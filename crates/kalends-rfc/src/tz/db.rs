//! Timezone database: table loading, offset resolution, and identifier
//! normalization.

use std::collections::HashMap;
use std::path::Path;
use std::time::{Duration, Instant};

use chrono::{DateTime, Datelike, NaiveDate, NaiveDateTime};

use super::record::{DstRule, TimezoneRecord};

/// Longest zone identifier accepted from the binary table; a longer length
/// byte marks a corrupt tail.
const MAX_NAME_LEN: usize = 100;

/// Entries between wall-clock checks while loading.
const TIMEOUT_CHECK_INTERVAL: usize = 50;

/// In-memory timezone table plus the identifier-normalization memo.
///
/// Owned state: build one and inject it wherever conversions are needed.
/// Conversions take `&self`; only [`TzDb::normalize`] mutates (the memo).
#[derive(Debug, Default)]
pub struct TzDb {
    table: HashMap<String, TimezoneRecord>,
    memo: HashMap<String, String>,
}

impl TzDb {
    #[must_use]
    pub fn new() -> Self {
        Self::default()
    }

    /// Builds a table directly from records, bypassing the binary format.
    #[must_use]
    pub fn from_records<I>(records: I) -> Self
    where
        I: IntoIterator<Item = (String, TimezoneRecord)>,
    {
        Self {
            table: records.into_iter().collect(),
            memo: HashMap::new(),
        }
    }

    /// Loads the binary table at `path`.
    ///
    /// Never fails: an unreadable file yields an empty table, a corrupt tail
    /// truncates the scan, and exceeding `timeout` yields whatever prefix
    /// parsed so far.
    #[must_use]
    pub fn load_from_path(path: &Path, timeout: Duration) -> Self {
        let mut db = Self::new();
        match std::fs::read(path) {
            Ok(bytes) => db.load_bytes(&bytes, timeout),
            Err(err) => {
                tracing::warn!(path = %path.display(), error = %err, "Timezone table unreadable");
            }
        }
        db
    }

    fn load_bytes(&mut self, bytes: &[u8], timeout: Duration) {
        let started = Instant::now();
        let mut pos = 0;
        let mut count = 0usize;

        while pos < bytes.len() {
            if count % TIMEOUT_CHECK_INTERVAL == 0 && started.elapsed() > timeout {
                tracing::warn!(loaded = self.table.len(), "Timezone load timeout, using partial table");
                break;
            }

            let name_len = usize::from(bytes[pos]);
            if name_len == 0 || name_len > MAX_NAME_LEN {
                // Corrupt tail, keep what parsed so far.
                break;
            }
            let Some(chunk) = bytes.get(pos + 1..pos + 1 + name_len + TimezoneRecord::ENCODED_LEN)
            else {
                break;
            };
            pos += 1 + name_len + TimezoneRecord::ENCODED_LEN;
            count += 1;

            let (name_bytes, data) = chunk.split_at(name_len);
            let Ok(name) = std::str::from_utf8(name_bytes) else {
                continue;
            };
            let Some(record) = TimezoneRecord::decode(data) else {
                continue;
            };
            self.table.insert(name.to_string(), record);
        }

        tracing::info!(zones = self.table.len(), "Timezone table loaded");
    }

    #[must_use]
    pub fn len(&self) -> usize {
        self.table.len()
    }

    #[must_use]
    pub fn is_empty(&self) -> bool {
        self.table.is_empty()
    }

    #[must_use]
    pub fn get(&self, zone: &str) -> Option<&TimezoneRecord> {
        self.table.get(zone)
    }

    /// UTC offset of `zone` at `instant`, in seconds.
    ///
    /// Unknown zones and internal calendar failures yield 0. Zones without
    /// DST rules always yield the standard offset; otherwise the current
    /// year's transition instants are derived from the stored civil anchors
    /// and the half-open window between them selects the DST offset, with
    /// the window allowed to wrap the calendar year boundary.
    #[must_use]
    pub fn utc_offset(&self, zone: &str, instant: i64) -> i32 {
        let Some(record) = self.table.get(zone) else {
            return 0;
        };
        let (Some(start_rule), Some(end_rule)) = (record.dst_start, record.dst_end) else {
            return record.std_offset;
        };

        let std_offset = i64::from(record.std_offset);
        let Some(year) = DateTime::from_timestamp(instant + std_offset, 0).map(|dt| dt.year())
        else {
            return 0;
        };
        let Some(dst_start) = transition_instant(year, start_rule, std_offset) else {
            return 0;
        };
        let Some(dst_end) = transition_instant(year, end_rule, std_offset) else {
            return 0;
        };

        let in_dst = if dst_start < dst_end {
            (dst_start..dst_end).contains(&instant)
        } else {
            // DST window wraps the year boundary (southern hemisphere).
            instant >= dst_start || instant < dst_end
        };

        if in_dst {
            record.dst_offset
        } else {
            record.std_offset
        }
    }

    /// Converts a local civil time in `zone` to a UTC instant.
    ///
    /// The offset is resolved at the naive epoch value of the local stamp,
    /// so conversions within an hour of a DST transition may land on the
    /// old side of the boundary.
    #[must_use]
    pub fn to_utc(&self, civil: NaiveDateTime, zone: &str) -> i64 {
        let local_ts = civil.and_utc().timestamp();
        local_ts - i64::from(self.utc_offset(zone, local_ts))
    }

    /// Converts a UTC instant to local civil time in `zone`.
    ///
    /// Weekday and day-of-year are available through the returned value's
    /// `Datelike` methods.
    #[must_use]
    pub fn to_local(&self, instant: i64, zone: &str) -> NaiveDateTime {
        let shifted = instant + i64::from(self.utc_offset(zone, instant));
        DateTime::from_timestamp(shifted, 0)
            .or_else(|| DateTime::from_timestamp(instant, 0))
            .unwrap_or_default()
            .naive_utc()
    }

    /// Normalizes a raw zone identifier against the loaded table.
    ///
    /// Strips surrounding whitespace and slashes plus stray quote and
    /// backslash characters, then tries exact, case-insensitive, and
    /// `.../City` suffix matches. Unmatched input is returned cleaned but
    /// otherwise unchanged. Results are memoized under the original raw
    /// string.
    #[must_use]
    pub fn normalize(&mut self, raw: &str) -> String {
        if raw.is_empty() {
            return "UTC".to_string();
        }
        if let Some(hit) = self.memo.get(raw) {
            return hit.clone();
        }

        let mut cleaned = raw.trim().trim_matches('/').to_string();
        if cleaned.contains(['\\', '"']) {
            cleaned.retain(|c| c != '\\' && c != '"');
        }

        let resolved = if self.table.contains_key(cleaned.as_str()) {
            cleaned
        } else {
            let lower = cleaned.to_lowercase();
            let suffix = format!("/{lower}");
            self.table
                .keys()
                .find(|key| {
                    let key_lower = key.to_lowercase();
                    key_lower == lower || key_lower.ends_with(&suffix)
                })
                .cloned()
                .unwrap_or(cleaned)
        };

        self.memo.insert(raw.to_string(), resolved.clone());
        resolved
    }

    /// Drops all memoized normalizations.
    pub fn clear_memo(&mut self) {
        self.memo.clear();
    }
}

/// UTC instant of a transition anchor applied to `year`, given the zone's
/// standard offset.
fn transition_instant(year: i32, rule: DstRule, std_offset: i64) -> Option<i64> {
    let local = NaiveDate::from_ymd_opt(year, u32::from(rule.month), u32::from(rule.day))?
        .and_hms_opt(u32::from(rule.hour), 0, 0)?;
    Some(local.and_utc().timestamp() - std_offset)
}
+ + + + +
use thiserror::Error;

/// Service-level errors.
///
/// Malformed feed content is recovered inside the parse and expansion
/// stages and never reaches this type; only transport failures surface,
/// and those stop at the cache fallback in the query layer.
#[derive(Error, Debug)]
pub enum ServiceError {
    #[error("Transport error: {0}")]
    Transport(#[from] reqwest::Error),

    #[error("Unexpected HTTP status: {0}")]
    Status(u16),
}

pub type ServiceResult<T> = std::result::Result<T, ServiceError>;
+ + + + +
— Exercise aim —
I'd like every line with the string "shifted" copied from the listing.

— Answer for this exercise —
        let shifted = instant + i64::from(self.utc_offset(zone, instant));
        DateTime::from_timestamp(shifted, 0)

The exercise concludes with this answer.